Wir brauchen stattdessen eine Aufstockung des Personals im Jugendvollzug und das gilt auch vor dem Hintergrund, dass der Hamburger Jugendvollzug in einer Reihe von Punkten sicherlich besser dasteht als andere Haftanstalten. Zu nennen ist etwa der Vollzug in Wohngruppen, der in Hamburg sehr stark ausgeprägt ist. Aber wir brauchen mehr Personal, wenn wir verhindern wollen, dass es zu solchen überraschenden Taten kommt, und wenn wir es schaffen wollen, dass die Bediensteten im Jugendvollzug wirklich mit den Insassen arbeiten.

(Viviane Spethmann CDU: Das ist Panikmache, was Sie da machen!)

Zweiter Problempunkt: Überkapazitäten im Strafvollzug. Frau Spethmann, Sie haben das so harmlos dargestellt

und haben gesagt: Jetzt haben wir endlich einmal keine Doppelbelegung und so weiter. Das ist aber eine schöne Untertreibung für den Zustand, dass wir gegenwärtig über 640 freie Haftplätze haben. Über 20 Prozent der Haftplätze in Hamburg sind frei. In keinem Bereich, über den wir hier in den nächsten drei Tagen diskutieren werden, gibt es eine Situation, in der 20 Prozent der Kapazitäten frei sind. Das sollte einen Senator wirklich zum Handeln veranlassen. Aber was sehen wir hier?

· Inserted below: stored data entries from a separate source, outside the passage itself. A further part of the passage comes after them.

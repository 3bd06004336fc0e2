use std::path::{Path, PathBuf};
use std::sync::Arc;
use std::time::Duration;

use serde::Deserialize;

use crate::error::RuntimeError;
use crate::local::LocalProcessProvider;
use crate::provider::ExecutionProvider;
use crate::session::ScriptLayout;

/// File looked up in the working directory when no path is given.
pub const DEFAULT_CONFIG_FILE: &str = "wisp.toml";

#[derive(Debug, Default, Deserialize)]
pub struct WispConfig {
    #[serde(default)]
    pub runtime: RuntimeConfig,
    #[serde(default)]
    pub store: StoreConfig,
}

#[derive(Debug, Deserialize)]
pub struct RuntimeConfig {
    #[serde(default = "default_interpreter")]
    pub interpreter: String,
    #[serde(default)]
    pub interpreter_args: Vec<String>,
    #[serde(default = "default_script_name")]
    pub script_name: String,
    #[serde(default = "default_manifest_name")]
    pub manifest_name: String,
    pub work_dir: Option<PathBuf>,
    /// Zero disables the timeout.
    #[serde(default = "default_timeout_secs")]
    pub timeout_secs: u64,
    #[serde(default)]
    pub mode: SessionMode,
}

impl Default for RuntimeConfig {
    fn default() -> Self {
        Self {
            interpreter: default_interpreter(),
            interpreter_args: Vec::new(),
            script_name: default_script_name(),
            manifest_name: default_manifest_name(),
            work_dir: None,
            timeout_secs: default_timeout_secs(),
            mode: SessionMode::default(),
        }
    }
}

fn default_interpreter() -> String {
    "node".into()
}
fn default_script_name() -> String {
    "worker.mjs".into()
}
fn default_manifest_name() -> String {
    "manifest.json".into()
}
fn default_timeout_secs() -> u64 {
    30
}

/// How long an isolated runtime lives.
#[derive(Debug, Clone, Copy, Default, PartialEq, Eq, Deserialize)]
#[serde(rename_all = "kebab-case")]
pub enum SessionMode {
    /// A fresh runtime for every invocation, stopped when it completes.
    #[default]
    PerInvocation,
    /// One runtime per deployed worker version, stopped on undeploy.
    LongLived,
}

#[derive(Debug, Default, Deserialize)]
pub struct StoreConfig {
    /// Artifact directory; `~/.wisp/workers` when unset.
    pub dir: Option<PathBuf>,
}

impl WispConfig {
    pub fn from_file(path: &Path) -> Result<Self, RuntimeError> {
        let content = std::fs::read_to_string(path)?;
        Self::parse(&content)
    }

    pub fn parse(content: &str) -> Result<Self, RuntimeError> {
        let mut config: WispConfig = toml::from_str(content)
            .map_err(|e| RuntimeError::Config(format!("Failed to parse config: {e}")))?;
        config.apply_env();
        Ok(config)
    }

    /// Load `path`, or `./wisp.toml` if present, or the defaults.
    pub fn load(path: Option<&Path>) -> Result<Self, RuntimeError> {
        if let Some(path) = path {
            return Self::from_file(path);
        }
        let local = Path::new(DEFAULT_CONFIG_FILE);
        if local.exists() {
            return Self::from_file(local);
        }
        let mut config = WispConfig::default();
        config.apply_env();
        Ok(config)
    }

    fn apply_env(&mut self) {
        if let Ok(interpreter) = std::env::var("WISP_INTERPRETER")
            && !interpreter.trim().is_empty()
        {
            self.runtime.interpreter = interpreter;
        }
    }

    pub fn timeout(&self) -> Option<Duration> {
        (self.runtime.timeout_secs > 0).then(|| Duration::from_secs(self.runtime.timeout_secs))
    }

    pub fn layout(&self) -> ScriptLayout {
        ScriptLayout {
            interpreter: self.runtime.interpreter.clone(),
            interpreter_args: self.runtime.interpreter_args.clone(),
            script_name: self.runtime.script_name.clone(),
            manifest_name: self.runtime.manifest_name.clone(),
        }
    }

    pub fn build_provider(&self) -> Arc<dyn ExecutionProvider> {
        let mut provider = LocalProcessProvider::new();
        if let Some(dir) = &self.runtime.work_dir {
            provider = provider.with_work_dir(dir);
        }
        if let Some(timeout) = self.timeout() {
            provider = provider.with_timeout(timeout);
        }
        Arc::new(provider)
    }
}

#[cfg(test)]
mod tests {
    use super::*;

    #[test]
    fn empty_config_uses_defaults() {
        let config: WispConfig = toml::from_str("").unwrap();
        assert_eq!(config.runtime.interpreter, "node");
        assert_eq!(config.runtime.script_name, "worker.mjs");
        assert_eq!(config.runtime.manifest_name, "manifest.json");
        assert_eq!(config.runtime.timeout_secs, 30);
        assert_eq!(config.runtime.mode, SessionMode::PerInvocation);
        assert!(config.store.dir.is_none());
        assert_eq!(config.timeout(), Some(Duration::from_secs(30)));
    }

    #[test]
    fn parses_full_config() {
        let toml_str = r#"
[runtime]
interpreter = "deno"
interpreter_args = ["run", "--quiet"]
script_name = "main.js"
manifest_name = "functions.json"
work_dir = "/var/tmp/wisp"
timeout_secs = 0
mode = "long-lived"

[store]
dir = "/srv/wisp/workers"
"#;
        let config: WispConfig = toml::from_str(toml_str).unwrap();
        assert_eq!(config.runtime.interpreter, "deno");
        assert_eq!(config.runtime.mode, SessionMode::LongLived);
        assert_eq!(config.runtime.work_dir, Some(PathBuf::from("/var/tmp/wisp")));
        assert_eq!(config.store.dir, Some(PathBuf::from("/srv/wisp/workers")));
        assert_eq!(config.timeout(), None);

        let command = config.layout().command("echo", "{}");
        assert_eq!(command.program, "deno");
        assert_eq!(command.args, ["run", "--quiet", "main.js", "echo", "{}"]);
    }

    #[test]
    fn rejects_unknown_mode() {
        let err = WispConfig::parse("[runtime]\nmode = \"forever\"\n").unwrap_err();
        assert!(matches!(err, RuntimeError::Config(_)));
    }

    #[test]
    fn reads_config_from_file() {
        let tmp = tempfile::TempDir::new().unwrap();
        let path = tmp.path().join("wisp.toml");
        std::fs::write(&path, "[runtime]\ntimeout_secs = 5\n").unwrap();
        let config = WispConfig::load(Some(&path)).unwrap();
        assert_eq!(config.timeout(), Some(Duration::from_secs(5)));
    }
}
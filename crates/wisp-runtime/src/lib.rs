//! Invocation transport and session lifecycle for wisp workers.
//!
//! A worker script generated by `wisp-build` runs inside an isolated
//! runtime obtained from an [`ExecutionProvider`]. The runtime's output is
//! streamed back as [`InvocationEvent`]s: any number of `log` events, then
//! exactly one `result` or `error`.
//!
//! [`LifecycleManager`] is the usual entry point:
//!
//! ```rust,no_run
//! use wisp_build::SourceBundle;
//! use wisp_runtime::{LifecycleManager, WispConfig};
//!
//! # async fn run() -> Result<(), wisp_runtime::RuntimeError> {
//! let config = WispConfig::load(None)?;
//! let manager = LifecycleManager::from_config(&config)?;
//!
//! // Restore workers deployed in a previous session
//! manager.load_persisted().await;
//!
//! let meta = manager
//!     .deploy("math", SourceBundle::new("export const add = (p: { x: number; y: number }) => p.x + p.y;"))
//!     .await?;
//!
//! let (tx, mut rx) = tokio::sync::mpsc::channel(64);
//! let printer = tokio::spawn(async move {
//!     while let Some(event) = rx.recv().await {
//!         println!("{}", serde_json::to_string(&event).unwrap_or_default());
//!     }
//! });
//! manager
//!     .invoke(&meta.worker_id, "add", &serde_json::json!({ "x": 2, "y": 3 }), &tx)
//!     .await?;
//! drop(tx);
//! let _ = printer.await;
//! # Ok(())
//! # }
//! ```

pub mod config;
pub mod demux;
pub mod error;
pub mod event;
pub mod lifecycle;
pub mod local;
pub mod provider;
pub mod session;
pub mod storage;
pub mod transport;

pub use config::{SessionMode, WispConfig};
pub use error::RuntimeError;
pub use event::{Channel, InvocationEvent, LogLine, ResultEnvelope};
pub use lifecycle::LifecycleManager;
pub use local::LocalProcessProvider;
pub use provider::{
    BoxFuture, CommandSpec, ExecutionProvider, ExitStatus, IsolatedRuntime, OutputChunk,
    RunningProcess,
};
pub use session::{ScriptLayout, Session, SessionHandle, with_session};
pub use storage::{ArtifactStore, WorkerMeta};
pub use transport::Completed;
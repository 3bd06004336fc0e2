//! Worker script generation for wisp.
//!
//! Turns a bundle of exported functions, written in a typed JavaScript
//! dialect, into a self-contained script that a plain JavaScript runtime can
//! execute:
//!
//! 1. [`extract`] finds the exported function names (the manifest);
//! 2. [`strip`] erases static-type syntax;
//! 3. [`assemble`] adds a dispatch registry and a command-line entry point.
//!
//! ```rust
//! use wisp_build::{SourceBundle, build_worker};
//!
//! let bundle = SourceBundle::new("export const add = (p: { x: number; y: number }) => ({ sum: p.x + p.y });");
//! let artifact = build_worker(&bundle)?;
//! assert_eq!(artifact.manifest().names(), ["add"]);
//! assert!(artifact.script.source().contains("const add = (p) =>"));
//! # Ok::<(), wisp_build::BuildError>(())
//! ```

pub mod assemble;
pub mod bundle;
pub mod error;
pub mod extract;
pub mod lexer;
pub mod manifest;
pub mod protocol;
pub mod strip;
pub mod syntax;

pub use assemble::{GeneratedScript, assemble};
pub use bundle::{SourceBundle, WorkerArtifact};
pub use error::BuildError;
pub use extract::{extract_functions, require_functions};
pub use manifest::FunctionManifest;
pub use strip::strip_types;

/// Run the whole generation pipeline over one source bundle.
///
/// Fails with [`BuildError::NoExports`] before anything is generated if the
/// bundle exports no functions.
pub fn build_worker(bundle: &SourceBundle) -> Result<WorkerArtifact, BuildError> {
    let manifest = require_functions(bundle.text())?;
    let stripped = strip_types(bundle.text());
    let script = assemble(&stripped, &manifest);
    tracing::debug!(
        functions = manifest.len(),
        script_bytes = script.source().len(),
        "Generated worker script"
    );
    Ok(WorkerArtifact {
        source_digest: bundle.digest(),
        script,
    })
}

Der Senator kündigt vage an, man wolle einmal prüfen, ob vielleicht andere Bundesländer diese Haftplätze mieten wollen. Diese Idee ist schon mehrfach geprüft worden. Sie ist auch unrealistisch, weil die anderen Bundesländer natürlich nicht bereit wären, die Preise zu zahlen, für die es sich für Hamburg lohnen würde, diese Plätze vorzuhalten. Da werden andere Bundesländer eher an ihrer Überbelegung festhalten, als Hamburg genau die Kosten zu ersetzen, die durch den Betrieb dieser Anstalten entstehen.